Wednesday, June 29, 2005

Same as it ever was, but different


Were you hoping for a special announcement last night? An explanation, perhaps? Maybe even an admission of just a little culpability, even if it was handed off as understandable and minor error rather than as monumental hubris or intentional dishonesty?

C'mon. You knew better. You knew exactly how the President of the United States was going to describe the debacle in Iraq. You knew exactly what he was going to say.

He invoked 9/11 (although, of course, he offered no plausible link between 9/11 and Iraq, there being none to offer).

He told us how much the terrorists hate our freedom (although, of course, he offered no explanation as to why they don't hate us less as the government he heads persists in taking more and more of that freedom away, or why the birth of their hatred of our freedom so closely correlated in time with the US presence in the Middle East).

And then he laid down the Big Lie with the self-assurance of a man who's done so so many times that he's forgotten he's even lying: "Our mission in Iraq is clear. We're hunting down the terrorists."

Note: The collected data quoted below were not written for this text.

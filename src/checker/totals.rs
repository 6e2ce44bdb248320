//! Bulk scanning over CSVs of domains, with aggregated statistics.

use std::sync::Arc;

use chrono::{DateTime, Utc};
use log::{info, warn};
use serde::{Deserialize, Serialize};
use tokio::sync::mpsc;

use crate::checker::domain::DomainResult;
use crate::checker::result::Status;
use crate::checker::Checker;
use crate::config::{CSV_FEED_INTERVAL, POOL_SIZE, PROGRESS_LOG_INTERVAL};

/// Consumes domain results from the bulk scanner.
///
/// Handlers run on a single consumer task, so implementations need not be
/// thread-safe. They could print results, aggregate them, write them to the
/// database, and so on.
pub trait ResultHandler {
    /// Processes the result of one domain scan.
    fn handle_domain(&mut self, result: DomainResult);
}

/// Aggregated statistics across one bulk sweep. Implements [`ResultHandler`].
#[derive(Debug, Clone)]
pub struct DomainTotals {
    /// When the sweep started.
    pub time: DateTime<Utc>,
    /// Label of the input that fed the sweep.
    pub source: String,
    /// Domains scanned.
    pub attempted: i64,
    /// Domains where at least one MX was usable.
    pub with_mxs: i64,
    /// Domains advertising MTA-STS in testing mode.
    pub mta_sts_testing: Vec<String>,
    /// Domains advertising MTA-STS in enforce mode.
    pub mta_sts_enforce: Vec<String>,
}

impl DomainTotals {
    /// Empty totals stamped with the current time.
    pub fn new(source: &str) -> Self {
        DomainTotals {
            time: Utc::now(),
            source: source.to_string(),
            attempted: 0,
            with_mxs: 0,
            mta_sts_testing: Vec::new(),
            mta_sts_enforce: Vec::new(),
        }
    }
}

impl ResultHandler for DomainTotals {
    fn handle_domain(&mut self, result: DomainResult) {
        self.attempted += 1;
        if self.attempted % PROGRESS_LOG_INTERVAL == 0 {
            info!(
                "{}: scanned {} domains, {} with working MXs, {} testing, {} enforce",
                self.source,
                self.attempted,
                self.with_mxs,
                self.mta_sts_testing.len(),
                self.mta_sts_enforce.len()
            );
        }
        // Worse than a warning means no MX accepted mail from us.
        if result.status > Status::Warning {
            return;
        }
        self.with_mxs += 1;
        if let Some(sts) = &result.mta_sts_result {
            match sts.mode.as_str() {
                "enforce" => self.mta_sts_enforce.push(result.domain),
                "testing" => self.mta_sts_testing.push(result.domain),
                _ => {}
            }
        }
    }
}

/// One persisted row of sweep statistics, keyed by `(time, source)`.
#[derive(Debug, Clone, PartialEq, Serialize, Deserialize)]
pub struct AggregatedScan {
    /// When the sweep started.
    pub time: DateTime<Utc>,
    /// Label of the input that fed the sweep.
    pub source: String,
    /// Domains scanned.
    #[serde(default)]
    pub attempted: i64,
    /// Domains where at least one MX was usable.
    #[serde(default)]
    pub with_mxs: i64,
    /// Count of domains in MTA-STS testing mode.
    #[serde(default)]
    pub mta_sts_testing: i64,
    /// Count of domains in MTA-STS enforce mode.
    #[serde(default)]
    pub mta_sts_enforce: i64,
}

impl AggregatedScan {
    /// MTA-STS adoption as a percentage of domains with working MXs.
    pub fn percent_mta_sts(&self) -> f64 {
        if self.with_mxs == 0 {
            return 0.0;
        }
        100.0 * (self.total_mta_sts() as f64) / (self.with_mxs as f64)
    }

    /// Domains advertising MTA-STS in either mode.
    pub fn total_mta_sts(&self) -> i64 {
        self.mta_sts_testing + self.mta_sts_enforce
    }
}

impl From<&DomainTotals> for AggregatedScan {
    fn from(totals: &DomainTotals) -> Self {
        AggregatedScan {
            time: totals.time,
            source: totals.source.clone(),
            attempted: totals.attempted,
            with_mxs: totals.with_mxs,
            mta_sts_testing: totals.mta_sts_testing.len() as i64,
            mta_sts_enforce: totals.mta_sts_enforce.len() as i64,
        }
    }
}

impl Checker {
    /// Scans every domain in `reader`, handing results to `handler`.
    ///
    /// A blocking producer feeds rows to a fixed pool of [`POOL_SIZE`]
    /// workers through a rendezvous channel; results funnel back to the
    /// calling task, so `handler` is always invoked sequentially.
    /// `domain_column` selects the 0-based CSV column holding the domain.
    pub async fn check_csv<R>(
        &self,
        mut reader: csv::Reader<R>,
        handler: &mut dyn ResultHandler,
        domain_column: usize,
    ) where
        R: std::io::Read + Send + 'static,
    {
        let (work_tx, work_rx) = mpsc::channel::<String>(1);
        let work_rx = Arc::new(tokio::sync::Mutex::new(work_rx));

        let producer = tokio::task::spawn_blocking(move || {
            for record in reader.records() {
                let record = match record {
                    Ok(record) => record,
                    Err(e) => {
                        warn!("skipping unreadable CSV row: {e}");
                        continue;
                    }
                };
                let Some(domain) = record.get(domain_column) else {
                    continue;
                };
                let domain = domain.trim().to_string();
                if domain.is_empty() {
                    continue;
                }
                if work_tx.blocking_send(domain).is_err() {
                    break;
                }
                std::thread::sleep(CSV_FEED_INTERVAL);
            }
        });

        let (result_tx, mut result_rx) = mpsc::channel::<DomainResult>(1);
        let mut workers = Vec::with_capacity(POOL_SIZE);
        for _ in 0..POOL_SIZE {
            let work_rx = Arc::clone(&work_rx);
            let result_tx = result_tx.clone();
            let checker = self.clone();
            workers.push(tokio::spawn(async move {
                loop {
                    let domain = { work_rx.lock().await.recv().await };
                    let Some(domain) = domain else { break };
                    let result = checker.check_domain(&domain, None).await;
                    if result_tx.send(result).await.is_err() {
                        break;
                    }
                }
            }));
        }
        // Workers hold the only remaining senders; the results channel
        // closes when the last of them finishes.
        drop(result_tx);

        while let Some(result) = result_rx.recv().await {
            handler.handle_domain(result);
        }

        if let Err(e) = producer.await {
            warn!("CSV producer failed: {e}");
        }
        for worker in workers {
            if let Err(e) = worker.await {
                warn!("scan worker failed: {e}");
            }
        }
    }
}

Hmmm ... two-and-a-half years and nearly 1,800 American lives ago, the mission in Iraq was clear, too. It's just that it was an entirely different mission. Anyone remember WMDs or regime change? Anyone want to guess what the mission will be next week?

I have to profess a certain grudging admiration for the President and his administration. I used to think that he was just out-Clintoning Bill Clinton, but I've come to understand that his approach is significantly different.

When Clinton stepped on his own crank, he followed up with a trench-warfare defensive strategy: Begin with a denial; wag the dog a bit (usually by bombing Iraq); slowly retreat to a "mistakes were made" position; and, finally, hole up in the impenetrable keep of "let's move on"ism and skulk there until everyone got tired enough of the whole thing to find another issue du jour.

Bush emulates Sherman instead: He begins with a denial, too, but then he cuts loose from his supply lines and moves forward past whatever's in the way, burning as he goes. It's never "mistakes were made." It's always "I never said that -- the media just has defective cameras and recorders -- and if you go back to look, there's nothing but smoke and destroyed crops back there now, so let's go ... this way." He sends out smaller raiding parties in different directions to sow confusion as to just where he's going (this last week, those raiding parties have been led by Dick "last throes" Cheney and Karl "liberals want therapy for terrorists" Rove). Instead of hunkering down and trying to blunt the assault, he moves ahead, fast, and never, ever ever admits that he's going in a different direction than he was five minutes ago.

Clinton was more than willing to make his stand behind a stack of rhetorical bodies -- to jettison appointees and bureaucrats as necessary, leading them out behind the barn for the bullet that he would otherwise have to take himself. Bush uses real bodies (and real bullets), but he doesn't stack them up and hide behind them -- while we're busy burying them, he deftly circles around the obstacles on the field (in the case of last night's speech, the Downing Street memos) and tries to ride far enough ahead of his pursuers to leave those obstacles out of visual range behind them when next they catch up. Out of sight, out of mind. When the terrain of the battlefield is not in his favor, he just finds better terrain.

This man is not stupid. Nobody, not even a scion of wealth and power, raises himself from coke-snorting deserter to drunk driving playboy to corporate welfare queen to President of the United States in thirty years flat without something on the ball.